Bollywood Hungama praised the concept of the film but criticized its uninspired execution and gave the film a rating of 2 out of 5. The website appreciated the acting performance of Rajkummar Rao but was critical of the writers for their confused presentation of his character. Kriti Tulsiani of News18 praised the acting performances of all actors but criticized the poorly written script which she felt was not just unreasonable but also out-dated, and gave the film a rating of 2 out of 5. Rachit Gupta of Filmfare applauded the makers for taking up issues that are very relevant to our society but was critical of the way they were handled.
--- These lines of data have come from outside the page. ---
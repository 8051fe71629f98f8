//! Error types for misuse / precondition violations.
//!
//! Per the crate's error handling design, domain failures (a proposal is
//! inadmissible) are never represented as `Err`, they are a `Verdict`.
//! These two enums cover the other channel: programmer errors raised by
//! malformed geometry or by touching a blueprint's field layer before it
//! is registered.

use thiserror::Error;

/// Errors raised while constructing or splitting Bezier geometry.
#[derive(Debug, Error, Clone, Copy, PartialEq)]
pub enum GeometryError {
    #[error("state vectors must share a dimension: expected {expected}, found {found}")]
    DimensionMismatch { expected: usize, found: usize },

    #[error("de Casteljau split parameter must lie in (0, 1), got {0}")]
    InvalidSplitParameter(f64),
}

/// Errors raised by misuse of a blueprint's field layer.
#[derive(Debug, Error, Clone, PartialEq)]
pub enum BlueprintError {
    #[error("field `{0}` is already registered")]
    DuplicateField(String),

    #[error("no field named `{0}`")]
    UnknownField(String),

    #[error("no field at index {0}")]
    UnknownFieldIndex(usize),

    #[error("rule `{0}` is already registered")]
    DuplicateRule(String),

    #[error("forge `{0}` is already registered")]
    DuplicateForge(String),
}
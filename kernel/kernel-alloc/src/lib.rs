//! # Kernel Memory Allocation
//!
//! This crate composes the kernel's general-purpose allocator out of the
//! free memory left over after boot, and builds it before any allocator
//! exists: every piece of bookkeeping lives in memory that the bookkeeping
//! itself describes.
//!
//! ## Architecture Overview
//!
//! The allocator stack is three resources deep:
//!
//! ```text
//! ┌─────────────────────────────────────────────────────┐
//! │                 Buddy Resource                      │
//! │    • power-of-two blocks, split and combine         │
//! │    • per-block header with free/half bits           │
//! │    • never returns sub-top-level memory upstream    │
//! └─────────────────┬───────────────────────────────────┘
//!                   │
//! ┌─────────────────▼───────────────────────────────────┐
//! │               Distributed Resource                  │
//! │    • fans requests out over many upstreams          │
//! │    • tags each block with its upstream index        │
//! │    • routes deallocation by the recovered tag       │
//! └─────────────────┬───────────────────────────────────┘
//!                   │
//! ┌─────────────────▼───────────────────────────────────┐
//! │        Monotonic Buffers (one per fragment)         │
//! │    • bump allocation over a fixed free span         │
//! │    • no deallocation, no upstream                   │
//! └─────────────────────────────────────────────────────┘
//! ```
//!
//! ## Bootstrap
//!
//! [`MemoryManager::build`] turns a sanitised memory map and a sorted list
//! of occupied regions into the stack above:
//!
//! 1. every occupied region is checked against the map,
//! 2. regions are carved out of free memory for the map copy, the occupied
//!    list copy, the internal resource objects, and the fragment array —
//!    each placement seeing the previous ones as occupied,
//! 3. the final collections are rebuilt into their dedicated monotonic
//!    buffers,
//! 4. the residual free fragments become one monotonic buffer each, the
//!    distributed resource fans out over them, and the buddy resource tops
//!    the stack.
//!
//! The result is a moveable, single-threaded [`MemoryManager`] whose
//! [`general_resource`](MemoryManager::general_resource) serves allocations
//! out of nothing but the firmware's free memory. This is the
//! pre-scheduler, unsynchronised variant; nothing in here may block.

#![cfg_attr(not(any(test, doctest)), no_std)]
#![allow(unsafe_code)]
#![deny(unsafe_op_in_unsafe_fn)]

pub mod buddy;
pub mod config;
pub mod distributed;
pub mod manager;

pub use buddy::{BuddyError, BuddyResource};
pub use distributed::DistributedResource;
pub use manager::{BuildError, GeneralResource, MemoryManager};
Rachit felt that the film suffers a lot from the usage of outdated [cliché]s and too much [melodrama] and gave it a rating of 2.5 out of 5. Meena Iyer of DNA India praised the acting performance of Rajkummar Rao but felt that the film lacked conviction and could not tap its entire potential. Meena gave the film a rating of 2.5 out of 5. Ravi Bulle of Amarujala generally praised the movie and wrote "If you like family/marriage dramas, then this film will sweeten your mouth".

=== Box office ===
Shaadi Mein Zaroor Aana collected ₹50 lakhs on its first date. In its first week, it collected ₹6.35 crore. By the end of its theatrical run, the film collected approximately ₹19.4 crore and became an "average grosser" at the box office.

== Accolades ==

| Award | Date of ceremony | Category | Recipient(s) and nominee(s) | Result | Ref. |
|---|---|---|---|---|---|
| Stardust Awards | 19 December 2017 | Best Film | Shaadi Mein Zaroor Aana | Nominated |  |
| Zee Cine Awards | 30 December 2017 | Best Female Playback Singer | Jyotica Tangri (For the song "Pallo Latke") | Won |  |
| Mirchi Music Awards | 28 January 2018 | Upcoming Male Vocalist of The Year | Asit Tripathy (For the song "Tu Banja Gali Benaras Ki") | Won |  |

== Legacy ==
Shaadi Mein Zaroor Aana is regarded among the most popular films related to the Civil Services Examination. The film's song "Mera Intkam Dekhegi", became an anthem song for many aspirants preparing for UPSC and other competitive exams. The film brought recognition to Kriti Kharbanda and proved to be her breakthrough in Hindi films. She termed it the film that "changed her life". Shaadi Mein Zaroor Aana is also noted for its fresh take on arrange marriage.